Рядом серьезно посапывает худенький Мишка Жаров. У него струйка дыма толстая, густая. Потому что Мишка нацелился стеклом в газету. Яркая точка солнца неумолимо съедает напечатанные строчки: «…ый успех художественного фильма «Чапаев». Вот уже третий год с экранов…»
Струйка дыма движется дальше, пожирает телеграмму из-за границы: «Секретарь комсомола Испании брошен в тюрьму…» Постоял задумчиво дымок и пошел дальше: «Уже недалек день, когда новая очередь московского метрополитена…»
— А за что его в тюрьму бросили?— сам себя спрашивает Мишка.
Лева перестает читать, с сожалением смотрит на Мишку:
— За что?

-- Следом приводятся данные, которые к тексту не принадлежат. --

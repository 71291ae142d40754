//! File-backed store: one JSON document holding recipes and week plans.

use anyhow::Context;
use async_trait::async_trait;
use mealplanner_shared::{
    mealplan::{WeekKey, WeekPlan},
    recipe::Recipe,
    shopping::PermanentItem,
    store::{MealPlanStore, RecipeStore, ShoppingStore},
};
use serde::{Deserialize, Serialize};
use std::collections::BTreeMap;
use std::io::ErrorKind;
use std::path::{Path, PathBuf};
use std::sync::Arc;
use tokio::sync::Mutex;

#[derive(Serialize, Deserialize, Default, Debug)]
pub struct Document {
    #[serde(default)]
    pub recipes: BTreeMap<String, Recipe>,
    #[serde(default)]
    pub plans: BTreeMap<String, WeekPlan>,
}

/// Every write rewrites the whole document through a temporary file, so a
/// crash never leaves a half-written store behind.
#[derive(Clone)]
pub struct JsonFileStore {
    path: PathBuf,
    household_id: String,
    lock: Arc<Mutex<()>>,
}

impl JsonFileStore {
    pub fn new(path: impl Into<PathBuf>, household_id: impl Into<String>) -> Self {
        Self {
            path: path.into(),
            household_id: household_id.into(),
            lock: Arc::default(),
        }
    }

    pub fn path(&self) -> &Path {
        &self.path
    }

    /// Adds or replaces recipes, returns how many were written.
    pub async fn import_recipes(&self, recipes: Vec<Recipe>) -> anyhow::Result<usize> {
        let count = recipes.len();
        self.update(move |document| {
            for recipe in recipes {
                document.recipes.insert(recipe.id.to_owned(), recipe);
            }
            Ok(())
        })
        .await?;

        tracing::info!(count, path = %self.path.display(), "recipes imported");

        Ok(count)
    }

    async fn read(&self) -> anyhow::Result<Document> {
        let bytes = match tokio::fs::read(&self.path).await {
            Ok(bytes) => bytes,
            Err(err) if err.kind() == ErrorKind::NotFound => return Ok(Document::default()),
            Err(err) => {
                return Err(err).with_context(|| format!("reading {}", self.path.display()));
            }
        };

        serde_json::from_slice(&bytes).with_context(|| format!("parsing {}", self.path.display()))
    }

    async fn write(&self, document: &Document) -> anyhow::Result<()> {
        if let Some(parent) = self.path.parent()
            && !parent.as_os_str().is_empty()
        {
            tokio::fs::create_dir_all(parent).await?;
        }

        let bytes = serde_json::to_vec_pretty(document)?;
        let tmp = self.path.with_extension("json.tmp");
        tokio::fs::write(&tmp, bytes)
            .await
            .with_context(|| format!("writing {}", tmp.display()))?;
        tokio::fs::rename(&tmp, &self.path).await?;

        Ok(())
    }

    async fn update(
        &self,
        f: impl FnOnce(&mut Document) -> anyhow::Result<()> + Send,
    ) -> anyhow::Result<()> {
        let _guard = self.lock.lock().await;
        let mut document = self.read().await?;
        f(&mut document)?;
        self.write(&document).await
    }

    async fn update_plan(
        &self,
        plan_id: &str,
        f: impl FnOnce(&mut WeekPlan) + Send,
    ) -> anyhow::Result<()> {
        self.update(|document| {
            let Some(plan) = document.plans.get_mut(plan_id) else {
                anyhow::bail!("meal plan {plan_id} not found");
            };

            f(plan);
            plan.updated_at = time::OffsetDateTime::now_utc();

            Ok(())
        })
        .await
    }
}

#[async_trait]
impl RecipeStore for JsonFileStore {
    async fn get_recipe_by_id(&self, id: &str) -> anyhow::Result<Option<Recipe>> {
        let _guard = self.lock.lock().await;

        Ok(self.read().await?.recipes.remove(id))
    }
}

#[async_trait]
impl MealPlanStore for JsonFileStore {
    async fn get_meal_plan_for_week(&self, week: WeekKey) -> anyhow::Result<Option<WeekPlan>> {
        let _guard = self.lock.lock().await;
        let plan_id = week.plan_id(&self.household_id);

        Ok(self.read().await?.plans.remove(&plan_id))
    }

    async fn save_meal_plan(&self, plan: &WeekPlan) -> anyhow::Result<()> {
        let plan = plan.clone();
        self.update(move |document| {
            document.plans.insert(plan.id.to_owned(), plan);
            Ok(())
        })
        .await
    }
}

#[async_trait]
impl ShoppingStore for JsonFileStore {
    async fn set_checked_items(
        &self,
        plan_id: &str,
        checked: &BTreeMap<String, bool>,
    ) -> anyhow::Result<()> {
        let checked = checked.clone();
        self.update_plan(plan_id, move |plan| plan.checked_items = checked)
            .await
    }

    async fn add_permanent_item(
        &self,
        plan_id: &str,
        item: &PermanentItem,
    ) -> anyhow::Result<()> {
        let item = item.clone();
        self.update_plan(plan_id, move |plan| plan.permanent_items.push(item))
            .await
    }

    async fn delete_permanent_item(&self, plan_id: &str, id: &str) -> anyhow::Result<()> {
        self.update_plan(plan_id, |plan| {
            plan.permanent_items.retain(|item| item.id != id)
        })
        .await
    }
}
mod slot;
mod week;

pub use slot::*;
pub use week::*;

use serde::{Deserialize, Serialize};
use std::collections::BTreeMap;
use time::{Date, OffsetDateTime};

use crate::shopping::PermanentItem;

#[derive(Serialize, Deserialize, Clone, Debug, PartialEq)]
pub struct RecipeMeal {
    pub recipe_id: String,
    pub recipe_name: String,
    pub servings: u32,
    /// Member slots of the multi-day occurrence this slot belongs to
    #[serde(default, skip_serializing_if = "Option::is_none")]
    pub multi_day: Option<Vec<SlotId>>,
}

#[derive(Serialize, Deserialize, Clone, Debug, PartialEq)]
pub struct CustomMeal {
    pub name: String,
    pub servings: u32,
    #[serde(default, skip_serializing_if = "Option::is_none")]
    pub multi_day: Option<Vec<SlotId>>,
}

/// Content of a calendar slot or an extra meal.
///
/// Custom meals have no recipe behind them and never add anything to the
/// shopping list.
#[derive(Serialize, Deserialize, Clone, Debug, PartialEq)]
#[serde(tag = "kind", rename_all = "snake_case")]
pub enum MealAssignment {
    Recipe(RecipeMeal),
    Custom(CustomMeal),
}

impl MealAssignment {
    pub fn recipe(
        recipe_id: impl Into<String>,
        recipe_name: impl Into<String>,
        servings: u32,
    ) -> Self {
        Self::Recipe(RecipeMeal {
            recipe_id: recipe_id.into(),
            recipe_name: recipe_name.into(),
            servings,
            multi_day: None,
        })
    }

    pub fn custom(name: impl Into<String>, servings: u32) -> Self {
        Self::Custom(CustomMeal {
            name: name.into(),
            servings,
            multi_day: None,
        })
    }

    pub fn name(&self) -> &str {
        match self {
            Self::Recipe(meal) => &meal.recipe_name,
            Self::Custom(meal) => &meal.name,
        }
    }

    pub fn servings(&self) -> u32 {
        match self {
            Self::Recipe(meal) => meal.servings,
            Self::Custom(meal) => meal.servings,
        }
    }

    pub fn multi_day(&self) -> Option<&[SlotId]> {
        match self {
            Self::Recipe(meal) => meal.multi_day.as_deref(),
            Self::Custom(meal) => meal.multi_day.as_deref(),
        }
    }

    pub fn is_multi_day(&self) -> bool {
        self.multi_day().is_some()
    }

    pub fn with_multi_day(mut self, slots: Vec<SlotId>) -> Self {
        match &mut self {
            Self::Recipe(meal) => meal.multi_day = Some(slots),
            Self::Custom(meal) => meal.multi_day = Some(slots),
        }
        self
    }
}

#[derive(Serialize, Deserialize, Clone, Debug, PartialEq)]
pub struct ExtraMeal {
    pub id: String,
    pub meal: MealAssignment,
}

#[derive(Serialize, Deserialize, Clone, Debug, PartialEq)]
pub struct WeekPlan {
    pub id: String,
    pub household_id: String,
    pub week: WeekKey,
    pub start_date: Date,
    pub end_date: Date,
    #[serde(default)]
    pub meals: BTreeMap<SlotId, MealAssignment>,
    #[serde(default)]
    pub extras: Vec<ExtraMeal>,
    #[serde(default)]
    pub permanent_items: Vec<PermanentItem>,
    #[serde(default)]
    pub checked_items: BTreeMap<String, bool>,
    #[serde(with = "time::serde::rfc3339")]
    pub created_at: OffsetDateTime,
    #[serde(with = "time::serde::rfc3339")]
    pub updated_at: OffsetDateTime,
}

impl WeekPlan {
    /// Empty plan for a week, as created the first time the week is opened.
    pub fn empty(household_id: impl Into<String>, week: WeekKey, now: OffsetDateTime) -> Self {
        let household_id = household_id.into();

        Self {
            id: week.plan_id(&household_id),
            household_id,
            week,
            start_date: week.start_date(),
            end_date: week.end_date(),
            meals: BTreeMap::new(),
            extras: vec![],
            permanent_items: vec![],
            checked_items: BTreeMap::new(),
            created_at: now,
            updated_at: now,
        }
    }
}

За то, что он за нас.
— За что? За то, что он за нас.
Мы переглядываемся. Это здорово! И Чапаев за нас, и секретарь комсомола Испании. А сколько еще других за нас! Интересно, какой он, секретарь комсомола Испании?
Вот профиль Чапаева мы на всех промокашках рисуем. Папаха, усы, кусочек бурки. Только нос не получается.
А секретарь комсомола Испании, наверное, очень веселый и хорошо поет. В Испании все, говорят, поют. Даже «Но пассаран!» звучит как песня.
Мишка докончил строчку и, ни к кому не обращаясь, говорит:
— А теперь мой отец будет летчиком.
Трудно Мишке верить. Раньше он говорил, что у него отец будет художник, потом — знаменитый снайпер, а еще потом — водолаз, а вот теперь — летчик.
Правда, вчера мы все видели, как его мать выходила из дома под ручку с одним военным. У него голубые петлички, а на них красные кубики.
Дворничиха тетя Дуся покачала им вслед головой, сплюнула. А что ей? Жалко, что ли? Пусть Мишка наконец заимеет отца. Тогда в нашем дворе будет жить настоящий летчик.